18. Tentang Sehan

1.5K 300 67
                                    

BAGIAN 18
SEBELUM FAJAR
2023

.

.

.

SEHAN kecil bercita-cita menjadi seorang arsitek. Ayahnya selalu mengapresiasi baik hasil gambar Sehan, sehingga dia terdorong untuk terus meningkatkan kemampuan menggambarnya semata-mata untuk mendapat pujian dari sang ayah. Setiap malam, Sehan selalu menunggu ayahnya pulang untuk memamerkan hasil gambarnya hari ini.

Suatu malam, Sehan bertanya kepada ayahnya, "Yah, kalau mau jadi arsitek, harus ngapain dulu?"

Ayah Sehan mengusap pipi tembam anaknya. "Sekolah yang rajin dan pinter, abis itu kuliah. Kalo udah kuliah, Sehan bisa jadi arsitek."

Mulai hari itu, Sehan tak sabar menantikan dirinya tumbuh besar. Sebagai anak dari pasangan dokter, Sehan mendapatkan pendidikan di sekolah yang bagus. Sikap cerianya membuat dia memiliki banyak teman di sekolah. Sehan kecil adalah anak pintar yang tak pelit membantu teman-temannya mengerjakan pekerjaan rumah.

Di lingkungan rumahnya, Sehan tahu seorang anak laki-laki yang selalu terlihat berkeliaran di luar rumah tanpa mengenakan alas kaki. Namanya Julian. Tiap kali melihat Julian lewat di depan rumahnya, Sehan ingin sekali bermain dengan anak itu. Betapa menyenangkan hidup bebas dengan orang tua yang selalu siap menjaga di rumah. Sehan tak bisa bermain di luar sebab kedua orang tuanya jarang berada di rumah.

Pernah suatu hari Sehan meminta izin kepada ibunya untuk bermain di luar setelah pulang sekolah. Namun, ibunya bilang kalau setelah pulang sekolah dia harus belajar. Sehan tak boleh keluar rumah sebab tak ada yang menjaganya selain bibi pengasuh.

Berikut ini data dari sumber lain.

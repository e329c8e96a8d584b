//! Simulated supervisor board backing the unit tests.
//!
//! Models the register files of the three expander chips plus enough of
//! the Z80 side to exercise the supervisor: the BUSREQ/BUSACK coupling,
//! 64 KiB of memory and an IO-port map latched off the decoded address and
//! strobe edges, and a scriptable M1 line for the stepping tests. Every
//! observable register access is appended to an event log so tests can
//! assert ordering.

use std::cell::RefCell;
use std::io;
use std::rc::Rc;

use crate::error::Result;
use crate::i2c::I2cBus;
use crate::signals::{ControlSignals, DataSignals};

#[derive(Copy, Clone, Debug, Eq, PartialEq)]
pub enum Chip {
    Data,
    Control,
    Address,
}

/// Observable traffic, in arrival order.
#[derive(Clone, Debug, PartialEq)]
pub enum Event {
    DirWrite { chip: Chip, port: usize, mask: u8 },
    PinWrite { chip: Chip, port: usize, value: u8 },
    PinRead { chip: Chip, port: usize },
    IntfRead,
    CtrlWrite { value: u8 },
}

/// MCP23017 register file (IOCON.BANK = 0).
pub struct McpChip {
    ptr: u8,
    pub iodir: [u8; 2],
    pub olat: [u8; 2],
    pub gpinten: [u8; 2],
    pub defval: [u8; 2],
    pub intcon: [u8; 2],
}

impl McpChip {
    fn new() -> Self {
        Self {
            ptr: 0,
            iodir: [0xFF; 2],
            olat: [0x00; 2],
            gpinten: [0x00; 2],
            defval: [0x00; 2],
            intcon: [0x00; 2],
        }
    }
}

pub struct FakeBoard {
    base: u8,
    pub data: McpChip,
    pub address: McpChip,
    pub control_latch: u8,
    /// Target memory, indexed by the decoded (un-reversed) address.
    pub mem: Vec<u8>,
    /// IO space, keyed by the full 16-bit address.
    pub io: Vec<u8>,
    /// When false the target never acknowledges BUSREQ.
    pub ack_responds: bool,
    /// INTF reads left before the M1 flag reports set; `None` = clear.
    pub m1_flag_after: Option<usize>,
    /// GPIO-B reads reporting M1 low before it settles high again.
    pub m1_low_reads: usize,
    /// Re-latch a fetch after every completed settle, like a running
    /// target would.
    pub m1_refetch: bool,
    pub log: Vec<Event>,
    prev_mem_write: bool,
    prev_io_write: bool,
}

impl FakeBoard {
    pub fn new(base: u8) -> Self {
        Self {
            base,
            data: McpChip::new(),
            address: McpChip::new(),
            control_latch: 0xFF,
            mem: vec![0; 0x10000],
            io: vec![0; 0x10000],
            ack_responds: true,
            m1_flag_after: None,
            m1_low_reads: 0,
            m1_refetch: false,
            log: Vec::new(),
            prev_mem_write: false,
            prev_io_write: false,
        }
    }

    pub fn clear_log(&mut self) {
        self.log.clear();
    }

    pub fn dir(&self, chip: Chip, port: usize) -> u8 {
        match chip {
            Chip::Data => self.data.iodir[port],
            Chip::Address => self.address.iodir[port],
            Chip::Control => 0xFF,
        }
    }

    pub fn busreq_high(&self) -> bool {
        self.control_latch & ControlSignals::BUSREQ.bits() != 0
    }

    pub fn clken_high(&self) -> bool {
        self.control_latch & ControlSignals::CLKEN.bits() != 0
    }

    /// Values written to the data chip's port B latch, in order.
    pub fn port_b_pin_writes(&self) -> Vec<u8> {
        self.log
            .iter()
            .filter_map(|e| match e {
                Event::PinWrite {
                    chip: Chip::Data,
                    port: 1,
                    value,
                } => Some(*value),
                _ => None,
            })
            .collect()
    }

    /// Values written to the control expander, in order.
    pub fn ctrl_writes(&self) -> Vec<u8> {
        self.log
            .iter()
            .filter_map(|e| match e {
                Event::CtrlWrite { value } => Some(*value),
                _ => None,
            })
            .collect()
    }

    fn busack_level(&self) -> bool {
        if !self.ack_responds {
            return true;
        }
        // The target acknowledges (low) for as long as BUSREQ is held low.
        self.busreq_high()
    }

    /// Effective level of a data-chip port B line: latch where driven,
    /// board state where floating.
    fn data_b_level(&self, mask: u8) -> bool {
        if self.data.iodir[1] & mask == 0 {
            self.data.olat[1] & mask != 0
        } else {
            // Floating strobes read pulled-up.
            true
        }
    }

    fn decoded_addr(&self) -> u16 {
        let high = self.address.olat[0].reverse_bits();
        let low = self.address.olat[1].reverse_bits();
        u16::from(high) << 8 | u16::from(low)
    }

    fn data_a_driven(&self) -> u8 {
        self.data.olat[0] & !self.data.iodir[0] | 0xFF & self.data.iodir[0]
    }

    fn cycle_states(&self) -> (bool, bool, bool, bool) {
        let mreq = !self.data_b_level(DataSignals::MREQ.bits());
        let iorq = !self.data_b_level(DataSignals::IORQ.bits());
        let rd = !self.data_b_level(DataSignals::RD.bits());
        let wr = !self.data_b_level(DataSignals::WR.bits());
        (mreq && wr, iorq && wr, mreq && rd, iorq && rd)
    }

    /// Commit writes on the strobe edge that activates the cycle.
    fn latch_cycles(&mut self) {
        let (mem_write, io_write, _, _) = self.cycle_states();
        let addr = self.decoded_addr() as usize;
        let value = self.data_a_driven();
        if mem_write && !self.prev_mem_write {
            self.mem[addr] = value;
        }
        if io_write && !self.prev_io_write {
            self.io[addr] = value;
        }
        self.prev_mem_write = mem_write;
        self.prev_io_write = io_write;
    }

    /// Refresh the edge trackers without committing, after direction
    /// changes.
    fn sync_cycles(&mut self) {
        let (mem_write, io_write, _, _) = self.cycle_states();
        self.prev_mem_write = mem_write;
        self.prev_io_write = io_write;
    }

    fn mcp_mut(&mut self, chip: Chip) -> &mut McpChip {
        match chip {
            Chip::Data => &mut self.data,
            Chip::Address => &mut self.address,
            Chip::Control => unreachable!(),
        }
    }

    fn mcp_write(&mut self, chip: Chip, bytes: &[u8]) {
        let reg = bytes[0];
        self.mcp_mut(chip).ptr = reg;
        let Some(&value) = bytes.get(1) else {
            return;
        };
        let port = (reg & 0x01) as usize;
        let pair = reg & !0x01;
        let file = self.mcp_mut(chip);
        match pair {
            0x00 => file.iodir[port] = value,
            0x04 => file.gpinten[port] = value,
            0x06 => file.defval[port] = value,
            0x08 => file.intcon[port] = value,
            0x12 | 0x14 => file.olat[port] = value,
            reg => panic!("unmodelled register write {reg:#04x}"),
        }
        match pair {
            0x00 => {
                self.log.push(Event::DirWrite { chip, port, mask: value });
                self.sync_cycles();
            }
            0x12 | 0x14 => {
                self.log.push(Event::PinWrite { chip, port, value });
                if chip == Chip::Data && port == 1 {
                    self.latch_cycles();
                }
            }
            _ => {}
        }
    }

    fn mcp_read(&mut self, chip: Chip) -> u8 {
        let (ptr, iodir, olat) = match chip {
            Chip::Data => (self.data.ptr, self.data.iodir, self.data.olat),
            Chip::Address => (self.address.ptr, self.address.iodir, self.address.olat),
            Chip::Control => unreachable!(),
        };
        let port = (ptr & 0x01) as usize;
        match ptr & !0x01 {
            0x0E => {
                self.log.push(Event::IntfRead);
                self.read_intf(chip, port)
            }
            0x12 => {
                self.log.push(Event::PinRead { chip, port });
                let board = self.board_pins(chip, port);
                olat[port] & !iodir[port] | board & iodir[port]
            }
            reg => panic!("unmodelled register read {reg:#04x}"),
        }
    }

    fn read_intf(&mut self, chip: Chip, port: usize) -> u8 {
        let m1 = DataSignals::M1.bits();
        if chip != Chip::Data || port != 1 || self.data.gpinten[1] & m1 == 0 {
            return 0;
        }
        match self.m1_flag_after {
            Some(0) => m1,
            Some(n) => {
                self.m1_flag_after = Some(n - 1);
                0
            }
            None => 0,
        }
    }

    fn board_pins(&mut self, chip: Chip, port: usize) -> u8 {
        match (chip, port) {
            // Data lines float high unless an active read cycle drives
            // them from memory or an IO port.
            (Chip::Data, 0) => {
                let (_, _, mem_read, io_read) = self.cycle_states();
                if mem_read {
                    self.mem[self.decoded_addr() as usize]
                } else if io_read {
                    self.io[self.decoded_addr() as usize]
                } else {
                    0xFF
                }
            }
            (Chip::Data, 1) => {
                let mut pins = 0xFF;
                if !self.busack_level() {
                    pins &= !DataSignals::BUSACK.bits();
                }
                if self.m1_level_on_read() {
                    pins |= DataSignals::M1.bits();
                } else {
                    pins &= !DataSignals::M1.bits();
                }
                pins
            }
            _ => 0xFF,
        }
    }

    fn m1_level_on_read(&mut self) -> bool {
        if self.m1_low_reads > 0 {
            self.m1_low_reads -= 1;
            return false;
        }
        // Fetch complete; the latched flag is consumed by this read.
        if self.m1_flag_after == Some(0) {
            if self.m1_refetch {
                self.m1_flag_after = Some(0);
                self.m1_low_reads = 1;
            } else {
                self.m1_flag_after = None;
            }
        }
        true
    }

    fn chip_for(&self, addr: u8) -> Chip {
        match addr.wrapping_sub(self.base) {
            0 => Chip::Data,
            1 => Chip::Control,
            2 => Chip::Address,
            _ => panic!("unexpected chip address {addr:#04x}"),
        }
    }

    fn write(&mut self, addr: u8, bytes: &[u8]) -> io::Result<()> {
        match self.chip_for(addr) {
            Chip::Control => {
                self.control_latch = bytes[0];
                let value = bytes[0];
                self.log.push(Event::CtrlWrite { value });
            }
            chip => self.mcp_write(chip, bytes),
        }
        Ok(())
    }

    fn read(&mut self, addr: u8, buf: &mut [u8]) -> io::Result<()> {
        let value = match self.chip_for(addr) {
            Chip::Control => self.control_latch,
            chip => self.mcp_read(chip),
        };
        for slot in buf.iter_mut() {
            *slot = value;
        }
        Ok(())
    }
}

impl I2cBus for Rc<RefCell<FakeBoard>> {
    fn write(&mut self, addr: u8, bytes: &[u8]) -> Result<()> {
        self.borrow_mut().write(addr, bytes)?;
        Ok(())
    }

    fn read(&mut self, addr: u8, buf: &mut [u8]) -> Result<()> {
        self.borrow_mut().read(addr, buf)?;
        Ok(())
    }
}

Sehan murung dari hari ke hari. Hal itu tentu saja membuat bibi pengasuh khawatir dengan keadaan Sehan. Dia takut anak itu kehilangan kecerdasan sosialnya. Maka, diam-diam tanpa sepengetahuan majikannya, bibi pengasuh membiarkan Sehan bermain di luar. Saat itu, Sehan yang berusia sepuluh tahun pergi mengendarai sepeda roda empatnya mengelilingi jalanan kompleks perumahan.

Di sana, di depan penjual roti keliling, Sehan bertemu dengan Julian dan gerombolan anak lainnya. Ingin menghampiri, namun Sehan tak membawa uang untuk membeli roti. Namun saat dirinya hendak berbalik kembali ke rumah, dia merasa tak salah mendengar saat ada teriakan memanggil.

"Woi! Bisa main bola, enggak?"

Sehan menoleh. Julian memanggilnya.

"Mana bisa main bola dia. Liat, sepeda aja masih naik yang roda empat," balas salah satu anak lainnya.

Kecuali Julian, anak-anak yang lain tertawa.

Hal itu tak membuat Sehan sakit hati hingga lari ke rumah lalu menangis. Selagi Julian tak ikut tertawa, rasanya bukan apa-apa. Sejak awal dia ingin bermain dengan Julian.

"Jangan ajak dia, Jul. Anak orang kaya. Nanti mamanya malah marahin kita kalo ketahuan main sama dia."

Itu memungkinkan. Jika ibu Sehan sampai tahu anaknya bermain di luar, tentu saja dia akan dimarahi. Namun kali ini Sehan betul-betul tak peduli. Ini adalah kesempatan emasnya untuk berteman dengan Julian. Kalaupun setelah ini harus dimarahi, dia tak akan menyesal karena sudah bermain dengan teman yang dia inginkan.

"Aku bisa main bola." Sehan menjawab, lalu mengayuh sepedanya mendekat ke arah rombongan anak di depannya. "Kalo aku bisa main bola, emangnya kenapa?"

"Kita kekurangan pemain. Kalo kamu bisa, masuk tim aku. Tapi enggak boleh kalah," jawab Julian dengan suara kecilnya. Anak itu terlihat keren dengan bola yang ada di pelukan tangan kanannya.